Parent checklist before entering

Before your child starts an entry, ask:

  • Does the student have a question they genuinely care about?
  • Is the project realistic with school, exams, and other commitments?
  • Can the idea be investigated safely and ethically?
  • Is there enough time before the September deadline?
  • Is a teacher available to support the entry process?
  • Does the student understand that selection is competitive?
  • Would the project still be worthwhile even if it is not selected?

That final question matters.

A good research project can still teach a student a lot, even if it does not reach the exhibition stage.

Common mistakes to avoid

❌ Choosing a topic that is too broad
✔ Narrow the project into one clear question.

❌ Starting with a conclusion
✔ Start with a hypothesis or question, then collect evidence.

❌ Leaving documentation until the end
✔ Keep a project diary from the beginning.

❌ Picking an idea mainly because it sounds impressive
✔ Pick an idea the student can investigate properly.

❌ Treating the project as a parent-led application
✔ Let the student own the thinking and explanation.

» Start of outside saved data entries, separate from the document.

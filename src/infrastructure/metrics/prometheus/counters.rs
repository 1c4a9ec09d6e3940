use metrics::{counter, histogram};
use std::time::Instant;

/// Count a finished ceremony step by outcome.
pub fn increment_ceremony(step: &'static str, outcome: &'static str) {
    counter!("ceremony_steps_total", "step" => step, "outcome" => outcome).increment(1);
}

/// Count a request refused by the rate limiter.
pub fn increment_rate_limited(path: &str) {
    counter!("rate_limited_total", "path" => path.to_string()).increment(1);
}

/// Count a login whose sign counter did not advance.
pub fn increment_clone_warning() {
    counter!("credential_clone_warnings_total").increment(1);
}

/// Count a created booking.
pub fn increment_booking_created() {
    counter!("bookings_created_total").increment(1);
}

/// Count an unlock decision by outcome.
pub fn increment_unlock(outcome: &'static str) {
    counter!("door_unlock_attempts_total", "outcome" => outcome).increment(1);
}

/// Track HTTP request latency using a histogram.
pub fn track_http_request(start: Instant, path: &str, method: &str, status: u16) {
    let elapsed = start.elapsed();
    histogram!(
        "http_request_duration_seconds",
        "path" => path.to_string(),
        "method" => method.to_string(),
        "status" => status.to_string()
    )
    .record(elapsed);
}
use anyhow::Result;
use parking_lot::Mutex;
use std::collections::HashMap;
use std::time::{Duration, Instant};

use crate::domain::{SessionState, SessionStore};

/// Process-local session store with per-entry expiry.
///
/// Expired entries are dropped when read, and every write drops all expired
/// entries, so tokens that are never presented again do not accumulate.
#[derive(Default)]
pub struct MemorySessionStore {
    // ---
    entries: Mutex<HashMap<String, (SessionState, Instant)>>,
}

impl MemorySessionStore {
    // ---
    pub fn new() -> Self {
        Self::default()
    }

    /// Number of stored entries, including any that expired since the last write.
    pub fn len(&self) -> usize {
        self.entries.lock().len()
    }

    pub fn is_empty(&self) -> bool {
        self.len() == 0
    }
}

#[async_trait::async_trait]
impl SessionStore for MemorySessionStore {
    // ---
    async fn load(&self, token: &str) -> Result<Option<SessionState>> {
        // ---
        let mut entries = self.entries.lock();
        match entries.get(token) {
            Some((_, expires_at)) if *expires_at <= Instant::now() => {
                entries.remove(token);
                Ok(None)
            }
            Some((state, _)) => Ok(Some(state.clone())),
            None => Ok(None),
        }
    }

    async fn store(&self, token: &str, state: &SessionState, ttl: Duration) -> Result<()> {
        // ---
        let now = Instant::now();
        let mut entries = self.entries.lock();
        entries.retain(|_, (_, expires_at)| *expires_at > now);
        entries.insert(token.to_string(), (state.clone(), now + ttl));
        Ok(())
    }

    async fn remove(&self, token: &str) -> Result<()> {
        self.entries.lock().remove(token);
        Ok(())
    }
}
use axum::{
    extract::rejection::JsonRejection,
    http::{header, StatusCode},
    response::{IntoResponse, Response},
    Json,
};
use serde::Serialize;

use crate::domain::{AccessError, AccessResult};
use crate::session::{Session, SessionManager};

/// A JSON request body whose rejection is left to the handler.
///
/// Handlers check the session first, so an anonymous caller is told 401
/// whatever it sent.
pub type JsonBody<T> = Result<Json<T>, JsonRejection>;

/// Unwrap a [`JsonBody`]; a rejected body is a validation error.
pub fn parse_body<T>(body: JsonBody<T>) -> AccessResult<T> {
    // ---
    body.map(|Json(value)| value).map_err(|rejection| {
        tracing::debug!("Rejected request body: {}", rejection.body_text());
        AccessError::validation("Invalid request body")
    })
}

/// JSON body of every error response.
#[derive(Debug, Serialize)]
pub struct ErrorResponse {
    // ---
    pub error: String,
}

/// `{"status": "success"}`, optionally flagging a clone warning.
#[derive(Debug, Serialize)]
pub struct StatusResponse {
    // ---
    pub status: &'static str,

    #[serde(skip_serializing_if = "std::ops::Not::not")]
    pub clone_warning: bool,
}

impl StatusResponse {
    pub fn success() -> Self {
        Self {
            status: "success",
            clone_warning: false,
        }
    }
}

impl AccessError {
    // ---
    pub fn status_code(&self) -> StatusCode {
        // ---
        match self {
            AccessError::Validation(_)
            | AccessError::NoCeremonyInProgress
            | AccessError::CeremonyExpired
            | AccessError::InvalidRange => StatusCode::BAD_REQUEST,
            AccessError::Unauthorized
            | AccessError::VerificationFailed
            | AccessError::PossibleClone => StatusCode::UNAUTHORIZED,
            AccessError::AlreadyExists | AccessError::Conflict => StatusCode::CONFLICT,
            AccessError::UserNotFound | AccessError::NotFound => StatusCode::NOT_FOUND,
            AccessError::Internal(_) => StatusCode::INTERNAL_SERVER_ERROR,
        }
    }
}

impl IntoResponse for AccessError {
    fn into_response(self) -> Response {
        // ---
        if let AccessError::Internal(e) = &self {
            tracing::error!("Request failed: {:?}", e);
        }
        let body = ErrorResponse {
            error: self.to_string(),
        };
        (self.status_code(), Json(body)).into_response()
    }
}

/// Attach the session cookie to `body`.
pub fn with_session_cookie(
    sessions: &SessionManager,
    session: &Session,
    body: impl IntoResponse,
) -> Response {
    // ---
    ([(header::SET_COOKIE, sessions.cookie(session))], body).into_response()
}
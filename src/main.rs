use std::net::SocketAddr;

use anyhow::{Context, Result};
use door_control::{create_app_state, create_router, AppConfig};
use tracing::info;

#[tokio::main]
async fn main() -> Result<()> {
    // ---
    // A missing .env file is fine; real deployments use the environment.
    dotenvy::dotenv().ok();

    // Initialize tracing subscriber to log to stdout, honouring RUST_LOG
    tracing_subscriber::fmt()
        .with_env_filter(
            tracing_subscriber::EnvFilter::try_from_default_env()
                .unwrap_or_else(|_| tracing_subscriber::EnvFilter::new("info")),
        )
        .init();

    info!("Starting Door Control server v{}...", env!("CARGO_PKG_VERSION"));

    let config = AppConfig::from_env().context("Invalid configuration")?;
    let state = create_app_state(&config).await?;

    let rate_limiter = state.rate_limiter().clone();
    rate_limiter.start_cleanup_task(config.rate_limit.sweep_interval);

    let app = create_router(state);

    info!("Starting at endpoint:{}", config.server.bind_addr);
    let listener = tokio::net::TcpListener::bind(&config.server.bind_addr)
        .await
        .with_context(|| format!("Failed to bind {}", config.server.bind_addr))?;

    axum::serve(listener, app.into_make_service_with_connect_info::<SocketAddr>())
        .with_graceful_shutdown(shutdown_signal())
        .await?;

    rate_limiter.shutdown();
    info!("Server stopped");

    Ok(())
}

async fn shutdown_signal() {
    // ---
    if let Err(e) = tokio::signal::ctrl_c().await {
        tracing::error!("Failed to listen for shutdown signal: {}", e);
        return;
    }
    info!("Shutdown signal received");
}
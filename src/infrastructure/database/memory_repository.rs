use anyhow::Result;
use chrono::{DateTime, Utc};
use parking_lot::Mutex;
use std::collections::HashMap;
use std::sync::Arc;
use uuid::Uuid;

use crate::domain::{Booking, BookingStore, Credential, CredentialStore, InsertOutcome, User};

pub fn create_memory_repository() -> Arc<MemoryRepository> {
    // ---
    Arc::new(MemoryRepository::default())
}

#[derive(Default)]
struct Tables {
    users: HashMap<Uuid, User>,
    credentials: Vec<Credential>,
    bookings: Vec<Booking>,
}

/// Process-local store for users, credentials and bookings.
///
/// One lock covers all tables, which makes every check-then-insert atomic.
#[derive(Default)]
pub struct MemoryRepository {
    // ---
    tables: Mutex<Tables>,
}

#[async_trait::async_trait]
impl CredentialStore for MemoryRepository {
    // ---
    async fn create_user(&self, user: User) -> Result<InsertOutcome<User>> {
        // ---
        let mut tables = self.tables.lock();
        if tables.users.values().any(|u| u.username == user.username) {
            return Ok(InsertOutcome::Duplicate);
        }
        tables.users.insert(user.id, user.clone());
        Ok(InsertOutcome::Created(user))
    }

    async fn get_user_by_username(&self, username: &str) -> Result<Option<User>> {
        let tables = self.tables.lock();
        Ok(tables.users.values().find(|u| u.username == username).cloned())
    }

    async fn get_user_by_id(&self, user_id: Uuid) -> Result<Option<User>> {
        Ok(self.tables.lock().users.get(&user_id).cloned())
    }

    async fn save_credential(&self, credential: Credential) -> Result<()> {
        // ---
        let mut tables = self.tables.lock();
        if !tables.users.contains_key(&credential.user_id) {
            anyhow::bail!("user {} does not exist", credential.user_id);
        }
        if tables.credentials.iter().any(|c| c.id == credential.id) {
            anyhow::bail!("credential {} already exists", hex::encode(&credential.id));
        }
        tables.credentials.push(credential);
        Ok(())
    }

    async fn get_credentials_by_user(&self, user_id: Uuid) -> Result<Vec<Credential>> {
        // ---
        let tables = self.tables.lock();
        Ok(tables
            .credentials
            .iter()
            .filter(|c| c.user_id == user_id)
            .cloned()
            .collect())
    }

    async fn get_credential_by_id(&self, credential_id: &[u8]) -> Result<Option<Credential>> {
        // ---
        let tables = self.tables.lock();
        Ok(tables
            .credentials
            .iter()
            .find(|c| c.id == credential_id)
            .cloned())
    }

    async fn update_sign_count(
        &self,
        credential_id: &[u8],
        sign_count: u32,
        backup_state: bool,
    ) -> Result<()> {
        // ---
        let mut tables = self.tables.lock();
        let credential = tables
            .credentials
            .iter_mut()
            .find(|c| c.id == credential_id)
            .ok_or_else(|| anyhow::anyhow!("credential {} does not exist", hex::encode(credential_id)))?;

        credential.sign_count = sign_count;
        credential.backup_state = backup_state;
        Ok(())
    }

    async fn ping(&self) -> Result<()> {
        Ok(())
    }
}

#[async_trait::async_trait]
impl BookingStore for MemoryRepository {
    // ---
    async fn insert_if_free(&self, booking: Booking) -> Result<InsertOutcome<Booking>> {
        // ---
        let mut tables = self.tables.lock();
        let taken = tables
            .bookings
            .iter()
            .any(|b| b.user_id == booking.user_id && b.is_active() && b.overlaps(booking.start, booking.end));

        if taken {
            return Ok(InsertOutcome::Duplicate);
        }
        tables.bookings.push(booking.clone());
        Ok(InsertOutcome::Created(booking))
    }

    async fn find_active_at(&self, user_id: Uuid, at: DateTime<Utc>) -> Result<Option<Booking>> {
        // ---
        let tables = self.tables.lock();
        Ok(tables
            .bookings
            .iter()
            .filter(|b| b.user_id == user_id && b.is_active() && b.contains(at))
            .max_by_key(|b| b.start)
            .cloned())
    }

    async fn list_for_user(&self, user_id: Uuid) -> Result<Vec<Booking>> {
        // ---
        let mut bookings: Vec<Booking> = self
            .tables
            .lock()
            .bookings
            .iter()
            .filter(|b| b.user_id == user_id)
            .cloned()
            .collect();

        bookings.sort_by(|a, b| b.start.cmp(&a.start));
        Ok(bookings)
    }
}
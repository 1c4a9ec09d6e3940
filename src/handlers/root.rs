use axum::response::IntoResponse;

pub async fn root_handler() -> impl IntoResponse {
    let version = env!("CARGO_PKG_VERSION");
    format!(
        r#"Door Control
Version: {version}

Available endpoints:
  - POST     /register/begin   - Start passkey registration
  - POST     /register/finish  - Complete passkey registration
  - POST     /login/begin      - Start passkey login
  - POST     /login/finish     - Complete passkey login
  - GET|POST /logout           - End the session
  - POST     /booking/create   - Reserve a time window
  - GET      /bookings         - List your bookings
  - POST     /unlock           - Open the door (booking and location required)
  - GET      /health           - Light health check
  - GET      /health?mode=full - Full health check (includes storage)
  - GET      /metrics          - Prometheus metrics
"#
    )
}
use crate::domain::Metrics;
use std::time::Instant;

/// No-op metrics implementation for testing.
pub struct NoopMetrics;

impl NoopMetrics {
    pub fn new() -> Self {
        NoopMetrics
    }
}

impl Metrics for NoopMetrics {
    // ---
    fn render(&self) -> String {
        String::new()
    }
    fn record_ceremony(&self, _: &'static str, _: &'static str) {}
    fn record_rate_limited(&self, _: &str) {}
    fn record_clone_warning(&self) {}
    fn record_booking_created(&self) {}
    fn record_unlock(&self, _: &'static str) {}
    fn record_http_request(&self, _: Instant, _: &str, _: &str, _: u16) {}
}
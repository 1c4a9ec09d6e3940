//! Error taxonomy shared by every access-control operation.

use thiserror::Error;

/// Failure of a ceremony, booking or unlock operation.
///
/// Variants map one-to-one onto the HTTP status classes the service returns;
/// see `handlers::shared_types` for the mapping.
#[derive(Debug, Error)]
pub enum AccessError {
    /// Malformed or missing input
    #[error("{0}")]
    Validation(String),

    /// No session, or the session is not signed in
    #[error("Unauthorized")]
    Unauthorized,

    #[error("User already exists")]
    AlreadyExists,

    #[error("User not found")]
    UserNotFound,

    #[error("No ceremony in progress")]
    NoCeremonyInProgress,

    #[error("Ceremony expired")]
    CeremonyExpired,

    /// Signature, challenge, origin or credential mismatch. Deliberately vague.
    #[error("Authentication failed")]
    VerificationFailed,

    /// Sign counter did not advance and the policy is to reject.
    #[error("Authentication failed")]
    PossibleClone,

    #[error("Booking must end after it starts")]
    InvalidRange,

    #[error("Booking conflict - you already have a booking during this time")]
    Conflict,

    #[error("Not found")]
    NotFound,

    /// Storage or backend failure. Details are logged, never returned.
    #[error("Internal server error")]
    Internal(#[from] anyhow::Error),
}

impl AccessError {
    // ---
    pub fn validation(message: impl Into<String>) -> Self {
        Self::Validation(message.into())
    }
}

/// Convenience alias for access-control results.
pub type AccessResult<T> = Result<T, AccessError>;
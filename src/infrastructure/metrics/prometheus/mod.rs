mod counters;
mod prometheus_metrics;
mod recorder;

pub use prometheus_metrics::PrometheusMetrics;
use std::sync::Arc;

// Re-export utilities for internal use within this module
pub(crate) use counters::{
    increment_booking_created, increment_ceremony, increment_clone_warning,
    increment_rate_limited, increment_unlock, track_http_request,
};
pub(crate) use recorder::{init_metrics, render_metrics};

/// Creates a new Prometheus metrics implementation.
///
/// Installs the global recorder on first use; the `/metrics` handler renders it.
pub fn create() -> anyhow::Result<crate::domain::MetricsPtr> {
    tracing::info!("Initializing Prometheus metrics");
    init_metrics()?;

    Ok(Arc::new(PrometheusMetrics::new()))
}
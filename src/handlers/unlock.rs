use axum::{extract::State, http::HeaderMap, Json};
use chrono::Utc;
use serde::{Deserialize, Serialize};

use super::shared_types::{parse_body, JsonBody};
use crate::app_state::AppState;
use crate::domain::AccessError;
use crate::services::UnlockOutcome;

#[derive(Debug, Deserialize)]
pub struct UnlockRequest {
    pub latitude: f64,
    pub longitude: f64,
}

/// Body of every answered unlock request.
///
/// Refusals are `status: "error"` with HTTP 200; only missing
/// authentication and bad input are transport-level errors.
#[derive(Debug, Serialize)]
pub struct UnlockResponse {
    // ---
    pub status: &'static str,
    pub message: &'static str,

    #[serde(skip_serializing_if = "Option::is_none")]
    pub distance: Option<f64>,

    #[serde(skip_serializing_if = "Option::is_none")]
    pub show_navigate: Option<bool>,

    #[serde(skip_serializing_if = "Option::is_none")]
    pub studio_lat: Option<f64>,

    #[serde(skip_serializing_if = "Option::is_none")]
    pub studio_lon: Option<f64>,
}

impl UnlockResponse {
    fn message(status: &'static str, message: &'static str) -> Self {
        Self {
            status,
            message,
            distance: None,
            show_navigate: None,
            studio_lat: None,
            studio_lon: None,
        }
    }
}

impl From<UnlockOutcome> for UnlockResponse {
    fn from(outcome: UnlockOutcome) -> Self {
        // ---
        match outcome {
            UnlockOutcome::Granted { .. } => Self::message("success", "Door unlocked! Welcome."),
            UnlockOutcome::NoActiveBooking => Self::message(
                "error",
                "No active booking found. Please book a time slot first.",
            ),
            UnlockOutcome::TooFar { distance_km, site } => Self {
                distance: Some(distance_km),
                show_navigate: Some(true),
                studio_lat: Some(site.lat),
                studio_lon: Some(site.lon),
                ..Self::message("error", "Please go to the front door for the door to open.")
            },
        }
    }
}

fn outcome_label(outcome: &UnlockOutcome) -> &'static str {
    match outcome {
        UnlockOutcome::Granted { .. } => "granted",
        UnlockOutcome::NoActiveBooking => "no_booking",
        UnlockOutcome::TooFar { .. } => "too_far",
    }
}

/// POST /unlock
///
/// # Request Body
/// ```json
/// { "latitude": 51.5074, "longitude": -0.1278 }
/// ```
#[tracing::instrument(skip_all)]
pub async fn unlock_door(
    State(state): State<AppState>,
    headers: HeaderMap,
    body: JsonBody<UnlockRequest>,
) -> Result<Json<UnlockResponse>, AccessError> {
    // ---
    let session = state.sessions().from_headers(&headers).await?;
    if session.state.identity().is_none() {
        return Err(AccessError::Unauthorized);
    }
    let req = parse_body(body)?;

    let outcome = state
        .door()
        .unlock(&session.state, req.latitude, req.longitude, Utc::now())
        .await?;
    state.metrics().record_unlock(outcome_label(&outcome));

    Ok(Json(outcome.into()))
}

Related competition on CompeteMap

You can check key dates, age range, registration method, and official links on the Stripe Young Scientist & Technology Exhibition 2027 page.

Related reading

These guides may also help families plan a balanced competition year:

Key Takeaways

  • Stripe YSTE 2027 is a major project-based STEM competition for secondary school students across Ireland.
  • The exhibition takes place from 6-9 January 2027.
  • Student project entries are due by 17:00 on Friday 25 September 2026.
  • Around 550 projects are selected for the exhibition.
  • Strong projects are specific, realistic, evidence-based, and student-led.
  • Regeneron ISEF is not a direct-entry competition; students qualify through affiliated science fairs.
  • For Irish students with international science-fair ambitions, Stripe YSTE is one of the key national pathways to understand.
  • Parents can help by supporting planning and asking good questions, not by taking over.
  • The best reason to enter is genuine curiosity about a problem worth investigating.

Final thoughts

The Stripe Young Scientist & Technology Exhibition can be a powerful experience for students who enjoy asking questions and building something original from an idea.

It rewards more than science knowledge. It rewards curiosity, persistence, communication, and careful thinking.

For parents, the healthiest approach is to help the student choose a project that is ambitious but realistic. Start early, keep the question focused, and let the student own the work.

A good project does not need to solve the world's biggest problem. It needs to ask a clear question and investigate it honestly.